Further allegations subsequently came to light, and BP began a further investigation into the new claims with external legal assistance, according to the company. In response, Looney told the board that he “was not fully transparent in his previous disclosures,” leading to his termination.

BP has not published its investigation findings.  However, the company announced in June 2024 that, following a review which included peer benchmarking, all 90,000 employees will have to disclose intimate relationships with colleagues or risk losing their jobs. Previously, employees had to disclose relationships only if they thought there was a potential conflict of interest. Further, the top 4,500 managers have three months to report all the intimate relationships they have had in the past three years.

In high-stakes investigations, a policy design change can seem an easier and more impactful fix than ensuring operating effectiveness of an existing policy, particularly where the existing policy involves an element of subjectivity. Yet most companies’ codes of conduct rely on employees exercising good judgment – doing the “right thing” – assisted by examples or case studies.

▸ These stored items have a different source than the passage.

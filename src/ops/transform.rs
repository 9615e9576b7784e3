// ============================================================================
// TRANSFORM — rotated blits about a pivot
// ============================================================================

use image::{Rgba, RgbaImage};
use rayon::prelude::*;

use crate::canvas::blend_over;

/// Bilinear sample at continuous pixel coordinates (pixel centres on integers).
/// Interpolates premultiplied color so transparent neighbours do not darken edges;
/// outside the image counts as transparent.
fn bilinear_sample(img: &RgbaImage, x: f32, y: f32) -> Rgba<u8> {
    let x0 = x.floor() as i32;
    let y0 = y.floor() as i32;
    let fx = x - x0 as f32;
    let fy = y - y0 as f32;

    let sample = |sx: i32, sy: i32| -> [f32; 4] {
        if sx < 0 || sy < 0 || sx >= img.width() as i32 || sy >= img.height() as i32 {
            [0.0; 4]
        } else {
            let p = img.get_pixel(sx as u32, sy as u32);
            let a = p[3] as f32 / 255.0;
            [p[0] as f32 * a, p[1] as f32 * a, p[2] as f32 * a, p[3] as f32]
        }
    };

    let tl = sample(x0, y0);
    let tr = sample(x0 + 1, y0);
    let bl = sample(x0, y0 + 1);
    let br = sample(x0 + 1, y0 + 1);

    let lerp = |a: f32, b: f32, t: f32| a + (b - a) * t;
    let mut pm = [0f32; 4];
    for c in 0..4 {
        let top = lerp(tl[c], tr[c], fx);
        let bot = lerp(bl[c], br[c], fx);
        pm[c] = lerp(top, bot, fy);
    }

    let a = pm[3];
    if a < 0.5 {
        return Rgba([0, 0, 0, 0]);
    }
    let k = 255.0 / a;
    Rgba([
        (pm[0] * k).round().clamp(0.0, 255.0) as u8,
        (pm[1] * k).round().clamp(0.0, 255.0) as u8,
        (pm[2] * k).round().clamp(0.0, 255.0) as u8,
        a.round().clamp(0.0, 255.0) as u8,
    ])
}

/// Draw `layer`, whose unrotated top-left sits at `origin` in canvas pixels,
/// rotated by `degrees` (clockwise on screen) about `pivot`.
pub fn blit_rotated(
    canvas: &mut RgbaImage,
    layer: &RgbaImage,
    origin: (f32, f32),
    pivot: (f32, f32),
    degrees: f32,
    opacity: f32,
) {
    let (sin, cos) = degrees.to_radians().sin_cos();
    let (lw, lh) = (layer.width() as f32, layer.height() as f32);
    let (px, py) = pivot;

    // Canvas-space bounding box of the rotated layer.
    let corners = [
        (origin.0, origin.1),
        (origin.0 + lw, origin.1),
        (origin.0, origin.1 + lh),
        (origin.0 + lw, origin.1 + lh),
    ];
    let mut min = (f32::MAX, f32::MAX);
    let mut max = (f32::MIN, f32::MIN);
    for (cx, cy) in corners {
        let (dx, dy) = (cx - px, cy - py);
        let rx = px + cos * dx - sin * dy;
        let ry = py + sin * dx + cos * dy;
        min = (min.0.min(rx), min.1.min(ry));
        max = (max.0.max(rx), max.1.max(ry));
    }

    let (cw, ch) = (canvas.width() as i32, canvas.height() as i32);
    let x0 = (min.0.floor() as i32).max(0);
    let y0 = (min.1.floor() as i32).max(0);
    let x1 = (max.0.ceil() as i32).min(cw);
    let y1 = (max.1.ceil() as i32).min(ch);
    if x0 >= x1 || y0 >= y1 {
        return;
    }

    let stride = cw as usize * 4;
    let raw: &mut [u8] = &mut *canvas;
    raw.par_chunks_mut(stride)
        .enumerate()
        .skip(y0 as usize)
        .take((y1 - y0) as usize)
        .for_each(|(y, row)| {
            for x in x0..x1 {
                // Inverse-rotate the pixel centre back into the layer.
                let (dx, dy) = (x as f32 + 0.5 - px, y as f32 + 0.5 - py);
                let lx = px + cos * dx + sin * dy - origin.0;
                let ly = py - sin * dx + cos * dy - origin.1;
                let top = bilinear_sample(layer, lx - 0.5, ly - 0.5);
                if top[3] == 0 {
                    continue;
                }
                let pi = x as usize * 4;
                let base = Rgba([row[pi], row[pi + 1], row[pi + 2], row[pi + 3]]);
                let out = blend_over(base, top, opacity);
                row[pi..pi + 4].copy_from_slice(&out.0);
            }
        });
}

#[cfg(test)]
mod tests {
    use super::*;

    #[test]
    fn sample_on_pixel_centre_is_exact() {
        let mut img = RgbaImage::new(3, 3);
        img.put_pixel(1, 1, Rgba([10, 20, 30, 255]));
        assert_eq!(bilinear_sample(&img, 1.0, 1.0), Rgba([10, 20, 30, 255]));
        assert_eq!(bilinear_sample(&img, -3.0, 1.0)[3], 0);
    }

    #[test]
    fn half_turn_mirrors_about_pivot() {
        // 4x1 bar on the left half of an 8x1 row, rotated 180° about the row centre.
        let mut layer = RgbaImage::new(4, 1);
        for x in 0..4 {
            layer.put_pixel(x, 0, Rgba([255, 0, 0, 255]));
        }
        let mut canvas = RgbaImage::from_pixel(8, 1, Rgba([0, 0, 0, 255]));
        blit_rotated(&mut canvas, &layer, (0.0, 0.0), (4.0, 0.5), 180.0, 1.0);
        assert_eq!(*canvas.get_pixel(1, 0), Rgba([0, 0, 0, 255]));
        assert_eq!(canvas.get_pixel(6, 0)[0], 255);
    }

    #[test]
    fn quarter_turn_is_clockwise() {
        // A single opaque pixel right of the pivot ends up below it.
        let mut layer = RgbaImage::new(5, 5);
        layer.put_pixel(4, 2, Rgba([0, 255, 0, 255]));
        let mut canvas = RgbaImage::new(5, 5);
        blit_rotated(&mut canvas, &layer, (0.0, 0.0), (2.5, 2.5), 90.0, 1.0);
        assert!(canvas.get_pixel(2, 4)[3] > 200);
        assert_eq!(canvas.get_pixel(4, 2)[3], 0);
    }
}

Further, a policy change still needs to be operationally embedded, for example, through training and monitoring. In this kind of scenario, a robust root cause analysis will determine whether the policy design was effective and whether there were other contributory factors resulting in the initial investigation findings; for example, was there a well-designed protocol for handling allegations against senior management, and was it followed? Was there a cultural perception that policies might not apply to senior management in the same way as other employees?

The Culture Challenge

Poor organizational culture is at the heart of many incidents which have landed organizations in hot water. Arguably, poor organizational culture is not a root cause in its own right. Cultural issues are caused by a range of organizational and behavioral factors. Norms – unwritten rules of behavior – often develop over time. Where culture is under the microscope, root cause analysis can facilitate higher-impact remediation outcomes which improve the overall corporate environment.

To conclude: The costs and effort of internal investigations can be offset by the value added to organizations through effective root cause analysis. This is particularly impactful – and necessary – where organizations are experiencing repeat types of conduct issues, or recurring incidents in a particular line of business or region; there is an expectation from regulators that organizations can “join the dots” across multiple investigations.

Ultimately, effective root cause analysis can influence the “tone from the top” by helping the board understand how the organization’s embedded culture may negatively affect behaviors, and provide an impetus for meaningful change. 

 

Joanne Taylor, a senior managing director at K2 Integrity, has 20 years of legal, investigations and financial crime compliance experience. This includes fraud risk management, anti-bribery and corruption, regulatory enforcement and fraud investigations experience working within the financial and legal services industries. Before K2 Integrity, she was at Deutsche Bank as managing director, global deputy head of anti-fraud, bribery and corruption (ABC), responsible for global ABC strategy, programs and framework efforts, which included governance, policy, remediation, training and awareness, risk assessment, reporting, and whistleblowing, as well as fraud detection and monitoring strategy. She regularly engaged with board members and senior management, regulators, regulatory monitors, and internal and external audit teams.

Laura Christopher contributed additional research.